• **Instructions for the task**: Give every line from the entries that contains "Copy".

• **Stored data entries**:
//! Error types for the NC1 import boundary.
//!
//! The lexer and the block decoders never fail; anomalies inside a file are
//! absorbed as missing records or reported as warnings. Only the outer entry
//! points reject input.

use thiserror::Error;

/// Errors that can occur when an NC1 buffer is handed to the importer.
#[derive(Debug, Error, PartialEq)]
pub enum Nc1Error {
    /// The input buffer contained no bytes.
    #[error("empty input")]
    EmptyInput,

    /// The caller-supplied profile context is unusable.
    #[error("invalid profile context: {0}")]
    InvalidProfile(String),
}
//! Cut regions: polygons of material to remove from the profile solid.

use serde::Serialize;

use super::classify::{is_closed, ContourShape};
use super::types::{BoundingBox, Point};
use crate::lexer::Face;

/// Depth sentinel meaning the cut goes through the material.
pub const THROUGH_DEPTH: f64 = -1.0;

/// A closed polygon the downstream modeler subtracts from the profile.
#[derive(Debug, Clone, PartialEq, Serialize)]
pub struct CutRegion {
    /// Face the contour was described on.
    pub face: Option<Face>,
    /// Closed polygon, first point repeated at the end.
    pub contour: Vec<Point>,
    /// Cut depth, or [`THROUGH_DEPTH`].
    pub depth: f64,
    /// Cut near either end of the profile, or a through-cut.
    pub is_transverse: bool,
    /// Opening cut from an internal contour rather than a boundary trim.
    pub is_internal: bool,
    /// Shape category, internal cuts only.
    #[serde(skip_serializing_if = "Option::is_none")]
    pub shape: Option<ContourShape>,
}

impl CutRegion {
    /// External cut covering `rect`, as a closed five-point loop.
    pub fn rectangle(face: Option<Face>, rect: &BoundingBox, depth: f64, is_transverse: bool) -> Self {
        Self {
            face,
            contour: rectangle_loop(rect),
            depth,
            is_transverse,
            is_internal: false,
            shape: None,
        }
    }

    /// Whether the cut goes through the material.
    pub fn is_through(&self) -> bool {
        (self.depth - THROUGH_DEPTH).abs() < f64::EPSILON
    }

    /// Bounding box of the contour.
    pub fn bounds(&self) -> BoundingBox {
        BoundingBox::from_points(&self.contour)
    }
}

/// Counter-clockwise loop around `rect`, closed by repeating the first corner.
pub fn rectangle_loop(rect: &BoundingBox) -> Vec<Point> {
    vec![
        Point::new(rect.min_x, rect.min_y),
        Point::new(rect.max_x, rect.min_y),
        Point::new(rect.max_x, rect.max_y),
        Point::new(rect.min_x, rect.max_y),
        Point::new(rect.min_x, rect.min_y),
    ]
}

/// Returns `points` with the first point appended when the loop is open.
pub fn close_loop(mut points: Vec<Point>) -> Vec<Point> {
    if !is_closed(&points) {
        if let Some(first) = points.first().copied() {
            points.push(first);
        }
    }
    points
}
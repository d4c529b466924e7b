//! `AK` block decoder: boundary trims and notches.

use super::contour;
use crate::geometry::{reconstruct_cuts, CutRegion, ProfileContext, ReferenceRect};
use crate::lexer::Token;

/// Decodes an `AK` block into the cut regions that turn the face's
/// reference rectangle into the described boundary.
pub fn decode(tokens: &[Token], profile: &ProfileContext) -> Vec<CutRegion> {
    let contour = contour::collect(tokens);
    let reference = ReferenceRect::for_face(contour.face, profile);
    let cuts = reconstruct_cuts(contour.face, &contour.points(), &reference);
    tracing::debug!(
        face = ?contour.face,
        points = contour.vertices.len(),
        cuts = cuts.len(),
        "external contour decoded"
    );
    cuts
}

#[cfg(test)]
#[allow(clippy::indexing_slicing)]
mod tests {
    use approx::assert_abs_diff_eq;

    use super::*;
    use crate::lexer::{tokenize, Face};

    const TRIMMED_WEB: &str = "AK
  v     25.72u     0.00     0.00
      2177.64     0.00     0.00
      2177.64   150.00     0.00
        25.72   150.00     0.00
        25.72     0.00     0.00
EN
";

    #[test]
    fn ut_ak_001_trimmed_web_contour() {
        let profile = ProfileContext {
            length: 2259.98,
            width: 300.0,
            height: 150.0,
        };
        let cuts = decode(&tokenize(TRIMMED_WEB), &profile);
        assert_eq!(cuts.len(), 2);
        assert!(cuts.iter().all(|c| c.is_transverse && c.face == Some(Face::Web)));
        assert_abs_diff_eq!(cuts[0].bounds().max_x, 25.72);
        assert_abs_diff_eq!(cuts[1].bounds().min_x, 2177.64);
        assert_abs_diff_eq!(cuts[1].bounds().max_y, 150.0);
    }

    #[test]
    fn ut_ak_002_flange_face_uses_profile_width() {
        let text = "AK\n  o 0 0 0\n  1500 0 0\n  1500 200 0\n  0 200 0\n  0 0 0\n";
        let profile = ProfileContext {
            length: 2000.0,
            width: 200.0,
            height: 400.0,
        };
        let cuts = decode(&tokenize(text), &profile);
        assert_eq!(cuts.len(), 1);
        assert_abs_diff_eq!(cuts[0].bounds().min_x, 1500.0);
        assert_abs_diff_eq!(cuts[0].bounds().max_y, 200.0);
        assert!(!cuts[0].is_transverse, "500 mm trim reaches past the end zone");
    }

    #[test]
    fn ut_ak_003_default_profile_reference_rectangle_is_uncut() {
        let text = "AK\n  v 0 0\n  2000 0\n  2000 150\n  0 150\n  0 0\n";
        assert!(decode(&tokenize(text), &ProfileContext::default()).is_empty());
    }

    #[test]
    fn bc_ak_001_missing_contour_yields_nothing() {
        assert!(decode(&tokenize("AK\nEN\n"), &ProfileContext::default()).is_empty());
    }
}
//! Face geometry: reference envelopes, cut regions, and contour analysis.

pub mod classify;
pub mod cut;
pub mod reconstruct;
pub mod types;

pub use classify::*;
pub use cut::*;
pub use reconstruct::*;
pub use types::*;
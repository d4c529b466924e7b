//! Recognizer for composite "face + numeric payload" lines.
//!
//! A face-data line starts with a face letter and continues with numerals,
//! some of which carry a one-letter suffix:
//!
//! ```text
//!   v   1000.00u    60.00    22.00l   50.00   0.00
//! ```
//!
//! Here `u` is an attached secondary face letter, `l` marks a slotted hole
//! whose length (`50.00`) and angle (`0.00`) follow the diameter.

use super::numeral::{is_numeral, parse_numeral, split_letter_suffix};
use super::token::{Face, FaceData, HoleModifier, HoleType};

/// Returns `true` if the line is a single face-data record.
///
/// The first word must be a bare face letter or a face letter immediately
/// followed by a numeral; every later word must be a numeral optionally
/// followed by one face or hole-type letter. At most one attached face
/// letter may appear on the line. A second standalone face letter means the
/// line holds several records and is rejected.
pub fn is_face_data_line(line: &str) -> bool {
    let mut words = line.split_whitespace();
    let Some(first) = words.next() else {
        return false;
    };
    let Some((_, lead)) = split_lead(first) else {
        return false;
    };

    let mut attached_faces = usize::from(lead.is_some_and(|(_, suffix)| suffix.is_some()));
    for word in words {
        match classify_payload_word(word) {
            Some(PayloadWord::Plain | PayloadWord::HoleSuffix) => {}
            Some(PayloadWord::FaceSuffix) => attached_faces += 1,
            None => return false,
        }
    }

    attached_faces <= 1
}

/// Decodes a face-data line.
///
/// Returns `None` if [`is_face_data_line`] rejects the line. Never panics.
pub fn parse_face_data_line(line: &str) -> Option<FaceData> {
    if !is_face_data_line(line) {
        return None;
    }

    let mut words = line.split_whitespace();
    let (face, lead) = split_lead(words.next()?)?;

    let mut values = Vec::new();
    if let Some((numeral, _)) = lead {
        values.push(parse_numeral(numeral)?);
    }

    let mut hole_type = None;
    while let Some(word) = words.next() {
        let Some((numeral, letter)) = split_letter_suffix(word) else {
            values.push(parse_numeral(word)?);
            continue;
        };
        values.push(parse_numeral(numeral)?);
        hole_type = match HoleModifier::from_letter(letter) {
            Some(HoleModifier::Slotted) => {
                let length = words.next().and_then(word_value).unwrap_or(0.0);
                let angle = words.next().and_then(word_value).unwrap_or(0.0);
                Some(HoleType::Slotted { length, angle })
            }
            Some(HoleModifier::Countersunk) => Some(HoleType::Countersunk),
            Some(HoleModifier::Threaded) => Some(HoleType::Threaded),
            Some(HoleModifier::Marked) => Some(HoleType::Marked),
            None => hole_type,
        };
    }

    Some(FaceData {
        face,
        values,
        hole_type,
    })
}

/// Numeric value of a payload word, ignoring any one-letter suffix.
pub fn word_value(word: &str) -> Option<f64> {
    split_letter_suffix(word).map_or_else(
        || parse_numeral(word),
        |(numeral, _)| parse_numeral(numeral),
    )
}

#[derive(Debug, Clone, Copy, PartialEq, Eq)]
enum PayloadWord {
    Plain,
    FaceSuffix,
    HoleSuffix,
}

fn classify_payload_word(word: &str) -> Option<PayloadWord> {
    if is_numeral(word) {
        return Some(PayloadWord::Plain);
    }
    let (_, letter) = split_letter_suffix(word)?;
    if Face::from_letter(letter).is_some() {
        Some(PayloadWord::FaceSuffix)
    } else if HoleModifier::from_letter(letter).is_some() {
        Some(PayloadWord::HoleSuffix)
    } else {
        None
    }
}

type AttachedNumeral<'a> = Option<(&'a str, Option<Face>)>;

/// Splits the first word into its face letter and an optional attached
/// numeral (itself optionally carrying a face suffix).
fn split_lead(word: &str) -> Option<(Face, AttachedNumeral<'_>)> {
    let letter = word.chars().next()?;
    let face = Face::from_letter(letter)?;
    let rest = word.get(letter.len_utf8()..)?;
    if rest.is_empty() {
        return Some((face, None));
    }
    if is_numeral(rest) {
        return Some((face, Some((rest, None))));
    }
    let (numeral, suffix) = split_letter_suffix(rest)?;
    let suffix_face = Face::from_letter(suffix)?;
    Some((face, Some((numeral, Some(suffix_face)))))
}

#[cfg(test)]
mod tests {
    use super::*;

    const EPSILON: f64 = 1e-9;

    fn assert_values(actual: &[f64], expected: &[f64]) {
        assert_eq!(actual.len(), expected.len(), "value count: {actual:?}");
        for (a, e) in actual.iter().zip(expected) {
            assert!((a - e).abs() < EPSILON, "expected {e}, got {a}");
        }
    }

    #[test]
    fn ut_fd_001_plain_hole_line() {
        let data = parse_face_data_line("  v   100.00u    50.00    22.00    0.00");
        assert!(data.is_some(), "hole line should be accepted");
        if let Some(data) = data {
            assert_eq!(data.face, Face::Web);
            assert_values(&data.values, &[100.0, 50.0, 22.0, 0.0]);
            assert_eq!(data.hole_type, None);
        }
    }

    #[test]
    fn ut_fd_002_slotted_hole_consumes_two_fields() {
        let data = parse_face_data_line("o 250.00u 40.00 18.00l 60.00 45.00");
        assert!(data.is_some(), "slotted hole line should be accepted");
        if let Some(data) = data {
            assert_eq!(data.face, Face::Top);
            assert_values(&data.values, &[250.0, 40.0, 18.0]);
            assert_eq!(
                data.hole_type,
                Some(HoleType::Slotted {
                    length: 60.0,
                    angle: 45.0
                })
            );
        }
    }

    #[test]
    fn ut_fd_003_attached_lead_numeral_is_first_value() {
        let data = parse_face_data_line("v100.00 50.00 22.00");
        assert!(data.is_some());
        if let Some(data) = data {
            assert_values(&data.values, &[100.0, 50.0, 22.0]);
        }
    }

    #[test]
    fn ut_fd_004_countersunk_suffix_sets_hole_type() {
        let data = parse_face_data_line("u 10 20 14s");
        assert!(data.is_some());
        if let Some(data) = data {
            assert_eq!(data.face, Face::Bottom);
            assert_eq!(data.hole_type, Some(HoleType::Countersunk));
            assert_values(&data.values, &[10.0, 20.0, 14.0]);
        }
    }

    #[test]
    fn ut_fd_005_bare_face_letter_is_accepted() {
        let data = parse_face_data_line("h");
        assert!(data.is_some());
        if let Some(data) = data {
            assert_eq!(data.face, Face::Front);
            assert!(data.values.is_empty());
        }
    }

    #[test]
    fn bc_fd_001_second_standalone_face_rejects_line() {
        assert!(!is_face_data_line("v 100.00 o 50.00"));
        assert!(!is_face_data_line("v o"));
    }

    #[test]
    fn bc_fd_002_two_attached_faces_reject_line() {
        assert!(!is_face_data_line("v 2.00u 3.00o 0.00"));
        assert!(is_face_data_line("v 2.00u 3.00 0.00"));
    }

    #[test]
    fn bc_fd_003_text_payload_rejects_line() {
        assert!(!is_face_data_line("v 2.00u 2.00 0.00 10rF1000"));
        assert!(parse_face_data_line("v 2.00u 2.00 0.00 10rF1000").is_none());
    }

    #[test]
    fn bc_fd_004_non_face_start_rejects_line() {
        assert!(!is_face_data_line("100.00 50.00 0.00"));
        assert!(!is_face_data_line("V 100.00"));
        assert!(!is_face_data_line("x 100.00"));
        assert!(!is_face_data_line(""));
    }

    #[test]
    fn bc_fd_005_truncated_slot_fields_default_to_zero() {
        let data = parse_face_data_line("v 10 20 18l");
        assert!(data.is_some());
        if let Some(data) = data {
            assert_eq!(
                data.hole_type,
                Some(HoleType::Slotted {
                    length: 0.0,
                    angle: 0.0
                })
            );
        }
    }

    #[test]
    fn reserialized_record_reparses_to_same_face_and_count() {
        let lines = [
            "v 100.00u 50.00 22.00 0.00",
            "o 250.00u 40.00 18.00l 60.00 45.00",
            "u 10 20 14s 8",
            "h 0 0",
            "v",
        ];
        for line in lines {
            let first = parse_face_data_line(line);
            assert!(first.is_some(), "{line} should be accepted");
            let Some(first) = first else {
                continue;
            };
            let rendered = first.to_string();
            let second = parse_face_data_line(&rendered);
            assert!(second.is_some(), "re-serialized `{rendered}` rejected");
            if let Some(second) = second {
                assert_eq!(second.face, first.face);
                assert_eq!(second.values.len(), first.values.len());
                assert_eq!(second.hole_type, first.hole_type);
            }
        }
    }

    #[test]
    fn word_value_strips_suffix() {
        assert_eq!(word_value("2.00u"), Some(2.0));
        assert_eq!(word_value("7"), Some(7.0));
        assert_eq!(word_value("abc"), None);
        assert!((word_value("18.5l").unwrap_or(0.0) - 18.5).abs() < EPSILON);
    }
}
//! Shape classification of internal contours.

use serde::Serialize;

use super::types::{BoundingBox, Point};

/// Tolerance for treating the first and last contour points as equal.
pub const CLOSURE_TOLERANCE: f64 = 0.01;
/// Tolerance for treating an edge as horizontal or vertical.
pub const AXIS_TOLERANCE: f64 = 0.01;
/// Point count of a closed rectangle (four corners plus the closing point).
pub const RECTANGLE_POINTS: usize = 5;
/// Round shapes need strictly more points than this.
pub const ROUND_MIN_POINTS: usize = 12;
/// Maximum std-dev of the centroid distance, relative to its mean, for a
/// circle. Calibrated against sample files, not taken from the format.
pub const CIRCULARITY_TOLERANCE: f64 = 0.05;
/// Exclusive bounding-box aspect ratio range of an oval.
pub const OVAL_ASPECT_RANGE: (f64, f64) = (1.2, 3.0);

/// Shape category of an internal contour.
#[derive(Debug, Clone, Copy, PartialEq, Eq, Serialize)]
#[serde(rename_all = "snake_case")]
pub enum ContourShape {
    /// Closed, five points, all edges axis-aligned.
    Rectangular,
    /// Many points at a near-constant distance from the centroid.
    Circular,
    /// Many points, elongated bounding box.
    Oval,
    /// Anything else.
    Irregular,
}

/// Classifies a contour by its point count and geometry.
pub fn classify(points: &[Point]) -> ContourShape {
    if is_axis_aligned_rectangle(points) {
        return ContourShape::Rectangular;
    }
    if points.len() <= ROUND_MIN_POINTS {
        return ContourShape::Irregular;
    }
    if is_circular(points) {
        return ContourShape::Circular;
    }

    let bounds = BoundingBox::from_points(points);
    let (short, long) = if bounds.width() < bounds.height() {
        (bounds.width(), bounds.height())
    } else {
        (bounds.height(), bounds.width())
    };
    if short > 0.0 {
        let aspect = long / short;
        if aspect > OVAL_ASPECT_RANGE.0 && aspect < OVAL_ASPECT_RANGE.1 {
            return ContourShape::Oval;
        }
    }

    ContourShape::Irregular
}

/// Whether the first and last points coincide.
pub fn is_closed(points: &[Point]) -> bool {
    match (points.first(), points.last()) {
        (Some(first), Some(last)) => points.len() > 1 && first.approx_eq(*last, CLOSURE_TOLERANCE),
        _ => false,
    }
}

/// Closed five-point loop whose edges are all horizontal or vertical.
pub fn is_axis_aligned_rectangle(points: &[Point]) -> bool {
    points.len() == RECTANGLE_POINTS
        && is_closed(points)
        && points.windows(2).all(|edge| match edge {
            [a, b] => (a.x - b.x).abs() <= AXIS_TOLERANCE || (a.y - b.y).abs() <= AXIS_TOLERANCE,
            _ => false,
        })
}

/// Points with the closing duplicate removed.
fn distinct_points(points: &[Point]) -> &[Point] {
    if is_closed(points) {
        points.split_last().map_or(points, |(_, rest)| rest)
    } else {
        points
    }
}

#[allow(clippy::cast_precision_loss)]
fn is_circular(points: &[Point]) -> bool {
    let points = distinct_points(points);
    if points.is_empty() {
        return false;
    }
    let count = points.len() as f64;
    let cx = points.iter().map(|p| p.x).sum::<f64>() / count;
    let cy = points.iter().map(|p| p.y).sum::<f64>() / count;

    let distances: Vec<f64> = points
        .iter()
        .map(|p| (p.x - cx).hypot(p.y - cy))
        .collect();
    let mean = distances.iter().sum::<f64>() / count;
    if mean <= 0.0 {
        return false;
    }
    let variance = distances.iter().map(|d| (d - mean).powi(2)).sum::<f64>() / count;

    variance.sqrt() <= CIRCULARITY_TOLERANCE * mean
}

• **Your solution**:
#[derive(Debug, Clone, Copy, PartialEq, Eq)]
#[derive(Debug, Clone, Copy, PartialEq, Eq, Serialize)]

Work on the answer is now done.